Password Construction Standards

Version1.0.3 Last Updated2024-03-28 APPROVED

1. Overview

Passwords are a critical component of information security. Passwords serve to protect access to user accounts, data, and systems. However, a poorly constructed or easily guessed password can compromise the strongest defenses. This guideline provides best practices for creating strong passwords and using additional security measures such as hardware-based two-factor authentication (2FA) and password managers.

2. Purpose

The purpose of these guidelines is to provide best practices for the creation of strong passwords and the use of additional security measures to protect user accounts and sensitive data.

3. Scope

This guideline applies to employees, contractors, consultants, temporary and other workers, including all personnel affiliated with third parties. This guideline applies to all passwords including but not limited to user-level accounts, system-level accounts, web accounts, e-mail accounts, screen saver protection, voicemail, and local router logins.

4. Standards

4.1 Password Strength

  • Passwords should be at least 16 characters long. The more characters a password has, the stronger it is.
  • Use passphrases, which are passwords made up of multiple words. Examples include “cactus trace4 week303end” or “bl0ck-curious-suNNy-leaves”. Passphrases are both easy to remember and type yet meet the strength requirements.
  • Passwords should include a mix of uppercase and lowercase letters, numbers, and special characters.
  • Avoid using easily guessable information such as personal information, dictionary words, or common phrases.

4.2 Password Managers

  • Use a reputable password manager to generate, store, and manage strong, unique passwords for each account.
  • Password managers should be protected with a strong master password with hardware-based 2FA.

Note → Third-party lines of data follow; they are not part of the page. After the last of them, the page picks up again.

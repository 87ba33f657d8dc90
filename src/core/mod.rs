//! Core module - identifiers, numeric inputs, workspace and data sources

pub mod config;
pub mod entity;
pub mod identity;
pub mod loader;
pub mod numeric;
pub mod project;
pub mod source;

pub use config::Config;
pub use entity::Entity;
pub use identity::{EntityId, EntityPrefix, IdParseError};
pub use numeric::{Amount, Efficiency};
pub use project::{Project, ProjectError};
pub use source::{load_with_fallback, FileSource, MockSource, Origin, SourceError, StyleSource};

4.3 Two-Factor Authentication (2FA)

  • Enable hardware-based 2FA, such as security keys or smart cards, for all critical accounts, including but not limited to email, VPN, and remote access systems.
  • Where hardware-based 2FA is not available, use app-based 2FA or SMS-based 2FA as a secondary option.

4.4 Password Auditing

  • Password cracking or guessing may be performed on a periodic or random basis by the InfoSec Team or its delegates.
  • If a password is guessed or cracked during one of these scans, the user will be required to change it.

5. Standards Compliance

5.1 Compliance Measurement

The Infosec team will verify compliance to this policy through various methods, including but not limited to password cracking exercises, business tool reports, internal and external audits, and feedback to the policy owner.

5.2 Exceptions

Any exception to the policy must be approved by the Infosec team in advance.

5.3 Non-Compliance

An employee found to have violated this policy may be subject to disciplinary action, up to and including termination of employment.